Kebanyakan orang jika ditanya mengenai alat musik tradisional akan menjawab angklung, kecapi, gendang, suling, gamelan, dan lain sebagainya. Namun tahukah bahwa Indonesia memiliki segudang alat musik tradisional?
Alat musik tradisional di Indonesia sangatlah beragam. Dikatakan demikian karena tak jarang juga banyak masyarakat Indonesia yang belum mengetahui apa saja jenis-jenis alat musik dari setiap daerah seperti seperti Tehyan.
Bagi warga Jakarta mungkin sudah tidak asing lagi dengan alat musik tradisional tehyan. Tehyan merupakan alat musik tradisional Betawi yang memiliki unsur Tionghoa. Alat musik ini tergabung dengan alat musik tanjidor. Biasanya alat musik ini kerap hadir pada acara kebudayaan Betawi.
Tehyan terbuat dari kayu jadi kayu jati, sedangkan tabung untuk getaran melodinya terbuat dari batok kelapa yang dilengkapi dengan senar.
Ada dua jenis alat musik yang sama dan hampir mirip dengan tehyan, yaitu sukong dan kong ahyan. Sukong hanya memiliki nada dasar G atau bass, sedangkan kong ahyan hanya memiliki nada dasar D atau melodi.
Cara memainkannya hampir mirip dengan biola, yakni di gesek. Pada bagian dawai tehyan terdapat dua senar yang dimainkan dengan cara digesek. Akan lebih baik jika ketika memainkan alat musik ini disertai dengan penjiwaan yang mendalam atau perasaan. Hal ini disebabkan agar nada yang dihasilkan dari tehyan semakin merdu dan indah.
Pada abad ke-18 tehyan sering dimainkan dalam acara pernikahan dan pemakaman. Namun, sekarang tehyan lebih sering digunakan pada acara lenong Betawi, ondel-ondel hingga kesenian gambang kromong.
Seniman Terakhir Tehyan
Di Tangerang terdapat salah satu seniman terakhir gambang kromong legendaris dan juga pembuat alat musik tehyan yang bernama Oin Sin Yan. Pria yang akrab disapa Goyong ini tinggal di Kelurahan Mekarsari, Neglasari, Tangerang.

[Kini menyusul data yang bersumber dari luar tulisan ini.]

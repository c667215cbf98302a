use crate::{
    parser::{parse_publish_date, select_caption_track, timed_text_to_transcript},
    types::{PlayerResponse, TimedText},
    yt::{
        scraper::Scraper, Transcript, TranscriptError, TranscriptFetcher, TranscriptResult,
        YOUTUBE_BASE_URL,
    },
};

/// Fetches captions through the watch page's caption tracks. One watch page request per video.
pub struct TranscriptClient {
    scraper: Scraper,
    languages: Vec<String>,
}

impl TranscriptClient {
    pub fn new(scraper: Scraper) -> Self {
        Self {
            scraper,
            languages: vec!["en".into()],
        }
    }

    /// Caption languages to try, most preferred first.
    pub fn with_languages(mut self, languages: Vec<String>) -> Self {
        if !languages.is_empty() {
            self.languages = languages;
        }
        self
    }

    async fn try_fetch(&self, video_id: &str) -> TranscriptResult {
        let url = format!("{YOUTUBE_BASE_URL}/watch?v={video_id}");
        let doc = self.scraper.fetch_page(&url).await?;
        let player = doc
            .player_response::<PlayerResponse>()
            .map_err(|e| TranscriptError::Other(e.to_string()))?;

        let track = select_caption_track(&player, &self.languages)?;
        tracing::debug!(
            language = %track.language_code,
            generated = track.is_generated(),
            "Selected caption track"
        );

        let timed_text = self
            .scraper
            .get(timed_text_url(&track.base_url)?)
            .send()
            .await?
            .error_for_status()?
            .json::<TimedText>()
            .await?;

        let text = timed_text_to_transcript(&timed_text);
        if text.is_empty() {
            return Err(TranscriptError::NoTranscriptFound);
        }

        Ok(Transcript {
            text,
            publish_date: parse_publish_date(&player),
        })
    }
}

impl TranscriptFetcher for TranscriptClient {
    #[tracing::instrument(skip(self))]
    async fn fetch_transcript(&self, video_id: &str, title: &str) -> TranscriptResult {
        self.try_fetch(video_id)
            .await
            .inspect_err(|e| tracing::debug!(reason = %e, "Transcript fetch failed"))
    }
}

impl From<reqwest::Error> for TranscriptError {
    fn from(e: reqwest::Error) -> Self {
        TranscriptError::Other(e.to_string())
    }
}

/// Rewrites a caption track url to request the `json3` format.
fn timed_text_url(base_url: &str) -> Result<String, TranscriptError> {
    let mut url = url::Url::parse(base_url)
        .map_err(|e| TranscriptError::Other(format!("Invalid caption track url: {e}")))?;

    let pairs = url
        .query_pairs()
        .filter(|(key, _)| key != "fmt")
        .map(|(key, value)| (key.into_owned(), value.into_owned()))
        .collect::<Vec<_>>();
    url.query_pairs_mut()
        .clear()
        .extend_pairs(pairs)
        .append_pair("fmt", "json3");

    Ok(url.into())
}
pub mod builder;

use std::time::Instant;

use crate::{
    config::RunConfiguration,
    error::Error,
    prompt::{compile, fit_transcript},
    record::{FailedVideo, RunReport, SummaryRecord},
    yt::{
        playlist::{PlaylistLoad, PlaylistLoader},
        PlaylistRef, PlaylistScraper, TranscriptFetcher,
    },
    Summarizer, SummaryResponse,
};

// Loads a playlist, then summarizes every video that has a transcript, one at a time
#[derive(Debug)]
pub struct PlaylistSummarizer<P, T, S>
where
    P: PlaylistScraper,
    T: TranscriptFetcher,
    S: Summarizer,
{
    loader: PlaylistLoader<P, T>,
    summarizer: S,
    system_prompt: String,
}

impl<P, T, S> PlaylistSummarizer<P, T, S>
where
    P: PlaylistScraper,
    T: TranscriptFetcher,
    S: Summarizer,
{
    /// Validates `config` and summarizes the playlist it names.
    #[tracing::instrument(skip_all, fields(playlist = %config.playlist))]
    pub async fn run(&self, config: &RunConfiguration) -> Result<RunReport, Error> {
        config.validate()?;
        let playlist = PlaylistRef::parse(&config.playlist)?;

        self.summarize_playlist(&playlist, config.user_prompt(), &config.topic)
            .await
    }

    /// Summarizes every video of `playlist` whose transcript can be fetched.
    ///
    /// A failed completion is recorded against its video and the run moves on, unless the
    /// summarizer reports the failure as fatal (e.g. a rejected credential), in which case
    /// the run aborts with [`Error::CompletionCallFailed`].
    #[tracing::instrument(skip(self, user_prompt))]
    pub async fn summarize_playlist(
        &self,
        playlist: &PlaylistRef,
        user_prompt: &str,
        topic: &str,
    ) -> Result<RunReport, Error> {
        let PlaylistLoad { records, skipped } = self.loader.load(playlist).await?;

        let mut report = RunReport::new(playlist.id());
        report.skipped = skipped;

        if records.is_empty() {
            tracing::info!("No videos with transcripts to summarize");
            return Ok(report);
        }

        let budget = S::prompt_char_budget().saturating_sub(self.system_prompt.chars().count());

        for record in &records {
            let transcript = fit_transcript(user_prompt, topic, &record.transcript, budget);
            let prompt = compile(user_prompt, &transcript, topic);

            let started = Instant::now();
            let result = self.summarizer.summarize(&self.system_prompt, &prompt).await;
            let elapsed = started.elapsed().as_secs_f64();

            match result {
                Ok(SummaryResponse { summary }) => {
                    tracing::info!(video_id = %record.video_id, elapsed, "Summarized video");
                    report.summaries.insert(
                        record.video_id.clone(),
                        SummaryRecord::new(record, summary, elapsed),
                    );
                }
                Err(e) if S::is_fatal(&e) => {
                    tracing::error!(video_id = %record.video_id, error = %e, "Aborting run");
                    return Err(Error::CompletionCallFailed {
                        title: record.title.clone(),
                        reason: e.to_string(),
                    });
                }
                Err(e) => {
                    tracing::warn!(video_id = %record.video_id, error = %e, "Failed to summarize video");
                    report.failed.push(FailedVideo {
                        video_id: record.video_id.clone(),
                        title: record.title.clone(),
                        error: e.to_string(),
                    });
                }
            }
        }

        tracing::info!(
            summarized = report.summaries.len(),
            skipped = report.skipped.len(),
            failed = report.failed.len(),
            "Finished playlist"
        );

        Ok(report)
    }
}
//! Store command - inspect and purge passivated sessions.

use anyhow::{Context as _, Result};
use chrono::{TimeDelta, Utc};
use clap::{Args, Subcommand};
use console::{Style, style};
use serde_json::json;
use tracing::info;

use dormant_cache::SessionKey;

use super::Context;

/// Arguments for the store command.
#[derive(Args, Debug)]
pub struct StoreArgs {
    #[command(subcommand)]
    pub command: StoreCommand,
}

#[derive(Subcommand, Debug)]
pub enum StoreCommand {
    /// List passivated sessions
    List,

    /// Delete one passivated session
    Remove {
        /// Session key (UUID)
        key: String,
    },

    /// Delete passivated sessions older than a cutoff
    Purge {
        /// Age in seconds; records stored earlier than this are deleted
        #[arg(long, value_parser = clap::value_parser!(i64).range(0..))]
        older_than_secs: i64,
    },
}

/// Run the store command.
pub async fn run(args: StoreArgs, ctx: &Context) -> Result<()> {
    let store = ctx.open_store()?;

    match args.command {
        StoreCommand::List => {
            let mut records = store.records().context("failed to list records")?;
            records.sort_by_key(|r| r.stored_at);

            if ctx.json_output {
                println!("{}", serde_json::to_string_pretty(&records)?);
                return Ok(());
            }

            if records.is_empty() {
                println!("{}", Style::new().dim().apply_to("No passivated sessions"));
                return Ok(());
            }

            println!("{}", style("Passivated Sessions").bold());
            println!("{}", Style::new().dim().apply_to("─".repeat(70)));
            println!();
            for record in &records {
                println!(
                    "  {}  {:>8} B  {}",
                    style(record.key).cyan(),
                    record.size,
                    Style::new()
                        .dim()
                        .apply_to(record.stored_at.format("%Y-%m-%d %H:%M:%S UTC"))
                );
            }
            println!();
            println!("  {} record(s) in {} store", records.len(), ctx.config.store.kind);
        }

        StoreCommand::Remove { key } => {
            let key: SessionKey = key.parse().context("invalid session key")?;
            let removed = store.remove(&key).context("failed to remove record")?;
            info!(key = %key, removed, "Store remove");

            if ctx.json_output {
                println!(
                    "{}",
                    serde_json::to_string_pretty(&json!({ "key": key, "removed": removed }))?
                );
            } else if removed {
                println!("{} Removed {}", style("✓").green(), key);
            } else {
                println!("{} No record for {}", style("·").dim(), key);
            }
        }

        StoreCommand::Purge { older_than_secs } => {
            let cutoff = TimeDelta::try_seconds(older_than_secs)
                .and_then(|age| Utc::now().checked_sub_signed(age))
                .with_context(|| format!("--older-than-secs {older_than_secs} is out of range"))?;
            let purged = store
                .purge_older_than(cutoff)
                .context("failed to purge records")?;
            info!(count = purged.len(), %cutoff, "Store purge");

            if ctx.json_output {
                println!(
                    "{}",
                    serde_json::to_string_pretty(&json!({
                        "cutoff": cutoff,
                        "purged": purged,
                    }))?
                );
            } else {
                println!(
                    "{} Purged {} record(s) stored before {}",
                    style("✓").green(),
                    purged.len(),
                    cutoff.format("%Y-%m-%d %H:%M:%S UTC")
                );
            }
        }
    }

    Ok(())
}
use std::fs;
use std::io::{ErrorKind, Write};
use std::path::{Path, PathBuf};

use chrono::{DateTime, Utc};

use super::{RecordMeta, StoreBackend, StoreResult};
use crate::error::StoreError;
use crate::key::SessionKey;

const RECORD_EXTENSION: &str = "session";

/// Directory backend: one file per passivated session.
///
/// Writes go to a temporary file that is renamed into place, so readers
/// never observe a partially written record.
#[derive(Debug, Clone)]
pub struct FileBackend {
    root: PathBuf,
}

impl FileBackend {
    /// Open (or create) a store rooted at `root`.
    pub fn open(root: impl Into<PathBuf>) -> StoreResult<Self> {
        let root = root.into();
        fs::create_dir_all(&root)?;
        Ok(Self { root })
    }

    pub fn root(&self) -> &Path {
        &self.root
    }

    fn record_path(&self, key: &SessionKey) -> PathBuf {
        self.root.join(format!("{key}.{RECORD_EXTENSION}"))
    }
}

impl StoreBackend for FileBackend {
    fn name(&self) -> &'static str {
        "file"
    }

    fn put(&self, key: &SessionKey, bytes: &[u8]) -> StoreResult<()> {
        let path = self.record_path(key);
        let tmp = path.with_extension(format!("{RECORD_EXTENSION}.tmp"));

        let mut file = fs::File::create(&tmp)?;
        file.write_all(bytes)?;
        file.sync_all()?;
        drop(file);

        fs::rename(&tmp, &path)?;
        Ok(())
    }

    fn get(&self, key: &SessionKey) -> StoreResult<Option<Vec<u8>>> {
        match fs::read(self.record_path(key)) {
            Ok(bytes) => Ok(Some(bytes)),
            Err(e) if e.kind() == ErrorKind::NotFound => Ok(None),
            Err(e) => Err(e.into()),
        }
    }

    fn delete(&self, key: &SessionKey) -> StoreResult<bool> {
        match fs::remove_file(self.record_path(key)) {
            Ok(()) => Ok(true),
            Err(e) if e.kind() == ErrorKind::NotFound => Ok(false),
            Err(e) => Err(e.into()),
        }
    }

    fn contains(&self, key: &SessionKey) -> StoreResult<bool> {
        match fs::metadata(self.record_path(key)) {
            Ok(metadata) => Ok(metadata.is_file()),
            Err(e) if e.kind() == ErrorKind::NotFound => Ok(false),
            Err(e) => Err(e.into()),
        }
    }

    fn list(&self) -> StoreResult<Vec<RecordMeta>> {
        let mut records = Vec::new();

        for entry in fs::read_dir(&self.root)? {
            let entry = entry?;
            let path = entry.path();
            if path.extension().and_then(|e| e.to_str()) != Some(RECORD_EXTENSION) {
                continue;
            }

            let stem = path
                .file_stem()
                .and_then(|s| s.to_str())
                .ok_or_else(|| StoreError::InvalidRecord(path.display().to_string()))?;
            let key: SessionKey = stem
                .parse()
                .map_err(|_| StoreError::InvalidRecord(path.display().to_string()))?;

            let metadata = match entry.metadata() {
                Ok(m) => m,
                // Deleted between read_dir and stat
                Err(e) if e.kind() == ErrorKind::NotFound => continue,
                Err(e) => return Err(e.into()),
            };

            records.push(RecordMeta {
                key,
                size: metadata.len(),
                stored_at: DateTime::<Utc>::from(metadata.modified()?),
            });
        }

        Ok(records)
    }
}
//! Config file discovery and layered merging.
//!
//! Resolution order (later overrides earlier):
//! 1. `~/.config/dormant/config.toml` (user config)
//! 2. `./dormant.toml` (project-local)
//! 3. An explicit file (`--config`)
//! 4. CLI arguments (handled externally)

use std::path::{Path, PathBuf};

use crate::{ConfigError, DormantConfig, Result};

/// Default config filename for project-local config.
const PROJECT_CONFIG_FILE: &str = "dormant.toml";

/// Default config filename within the user config directory.
const USER_CONFIG_FILE: &str = "config.toml";

/// Application name for user directory resolution.
const APP_NAME: &str = "dormant";

/// Environment variable to override the user config directory.
const CONFIG_DIR_ENV: &str = "DORMANT_CONFIG_DIR";

/// Tracks where each config layer was loaded from.
#[derive(Debug, Clone)]
pub struct ConfigSource {
    /// Path to the config file.
    pub path: PathBuf,
    /// Whether the file was found and loaded.
    pub loaded: bool,
}

/// Result of config discovery and loading.
#[derive(Debug, Clone)]
pub struct LoadedConfig {
    /// The merged configuration.
    pub config: DormantConfig,
    /// Sources that were checked, in order of precedence (lowest first).
    pub sources: Vec<ConfigSource>,
    /// Problems with discovered files that were skipped.
    pub warnings: Vec<String>,
}

impl LoadedConfig {
    /// Get paths of sources that were actually loaded.
    pub fn loaded_from(&self) -> Vec<&Path> {
        self.sources
            .iter()
            .filter(|s| s.loaded)
            .map(|s| s.path.as_path())
            .collect()
    }
}

/// Options controlling discovery.
#[derive(Debug, Clone, Default)]
pub struct LoadOptions {
    /// Directory searched for `dormant.toml` (defaults to the working directory).
    pub project_dir: Option<PathBuf>,
    /// User config directory (overrides `DORMANT_CONFIG_DIR` and the platform default).
    pub config_dir: Option<PathBuf>,
    /// Explicit config file layered last. Must exist.
    pub explicit: Option<PathBuf>,
}

/// Load configuration by discovering and merging the default layers.
pub fn load_config(project_dir: Option<&Path>) -> Result<LoadedConfig> {
    load_config_with_options(&LoadOptions {
        project_dir: project_dir.map(Path::to_path_buf),
        ..Default::default()
    })
}

/// Load configuration with explicit control over every layer.
///
/// Discovered files that fail to parse are skipped with a warning; an
/// explicit file that is missing or invalid is an error.
pub fn load_config_with_options(options: &LoadOptions) -> Result<LoadedConfig> {
    let mut config = DormantConfig::new();
    let mut sources = Vec::new();
    let mut warnings = Vec::new();

    // 1. User config
    let user_config_path = match &options.config_dir {
        Some(dir) => Some(dir.join(USER_CONFIG_FILE)),
        None => user_config_path(),
    };
    if let Some(path) = user_config_path {
        sources.push(load_layer(&mut config, &path, &mut warnings));
    }

    // 2. Project-local config
    let project_path = options
        .project_dir
        .as_ref()
        .map(|d| d.join(PROJECT_CONFIG_FILE))
        .unwrap_or_else(|| PathBuf::from(PROJECT_CONFIG_FILE));
    sources.push(load_layer(&mut config, &project_path, &mut warnings));

    // 3. Explicit file
    if let Some(path) = &options.explicit {
        config.merge(load_config_file(path)?);
        sources.push(ConfigSource {
            path: path.clone(),
            loaded: true,
        });
    }

    Ok(LoadedConfig {
        config,
        sources,
        warnings,
    })
}

/// Load config from a specific file path (no discovery).
pub fn load_config_file(path: &Path) -> Result<DormantConfig> {
    let contents = std::fs::read_to_string(path).map_err(|e| ConfigError::ReadFile {
        path: path.display().to_string(),
        source: e,
    })?;
    DormantConfig::from_toml(&contents)
}

/// Path of the user config file.
pub fn user_config_path() -> Option<PathBuf> {
    user_config_dir().map(|d| d.join(USER_CONFIG_FILE))
}

/// User config directory.
///
/// Checks `DORMANT_CONFIG_DIR` first, then falls back to the platform default
/// (`~/.config/dormant` on Linux).
pub fn user_config_dir() -> Option<PathBuf> {
    if let Ok(dir) = std::env::var(CONFIG_DIR_ENV)
        && !dir.is_empty()
    {
        return Some(PathBuf::from(dir));
    }
    dirs::config_dir().map(|d| d.join(APP_NAME))
}

/// Try to load a config file and merge it into the existing config.
fn load_layer(config: &mut DormantConfig, path: &Path, warnings: &mut Vec<String>) -> ConfigSource {
    if !path.is_file() {
        return ConfigSource {
            path: path.to_path_buf(),
            loaded: false,
        };
    }

    match load_config_file(path) {
        Ok(layer) => {
            config.merge(layer);
            ConfigSource {
                path: path.to_path_buf(),
                loaded: true,
            }
        }
        Err(e) => {
            warnings.push(format!("Failed to load {}: {}", path.display(), e));
            ConfigSource {
                path: path.to_path_buf(),
                loaded: false,
            }
        }
    }
}

// ─────────────────────────────────────────────────────────────────────────────
// Tests
// ─────────────────────────────────────────────────────────────────────────────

Ia mendedikasikan seluruh hidupnya dengan menggeluti alat musik tradisional gambang kromong dan tehyan.
Di rumah ia tinggal bersama istri, 8 anak, 3 cucu, dan 2 menantu. Terlihat di dalam rumahnya terdapat banyaknya timbungan karung-karung botol dan plastik, serta tak upa juga ada beberapa alat musik tehyan tergantung pada dinding teras rumahnya.
Ia pun bercerita jika dahulu kedua orangtuanya merupakan seniman gambang kromong yang terkenal pada tahun 1960-an. Karena serting melihat ayah ibunya memainkan alat musik khas Betawi itu, tak butuh waktu lama bagi Goyong untuk mengusiasai tehyan dan berbagai alat musik lainya.
Pria yang dahulunya pemalu ini baru mempelajari kesenian gambang kromong dan tehyan saat sang ayah, Oen Hoek, meninggal dunia. Ia merasa perlu mempertahankan warisan keluarganya sekaligus melestarikan budaya.
Dahulu ia sering ke berbagai daerah seperti Bangka, Ambon, Aceh, bahkan hingga ke Australia untuk memainkan alat musik tehyan.
Sayangnya saat ini sudah sangat sekali pagelaran alat musik seperti tehyan. Meski demikian Goyong mengaku tak tergoda untuk mencari uang dengan cara mengamen dengan menggunakan tehyan. Baginya, tehyan merupakan alat musik peninggalan leluhur yang mempunyai nilai tinggi dan sudah menjadi keharusan untuk menjaga nilai-nilai tersebut.
Hingga ini Goyong masih setia menggeluti gambang kromong dan tehyan. Bahkan ia juga menjadi satu-satunya pengrajin tehyan yang tersisa dan aktif di Tangerang.
Namun, kini akibat pandemi covid sangat berdampak bagi penghasilannya sebagai pengrajin tehyan. Goyong yang biasanya menjual alat musik tehyan dengan harga seharga Rp200-Rp700 ribu rupiah harus rela kehilangan pesanannya.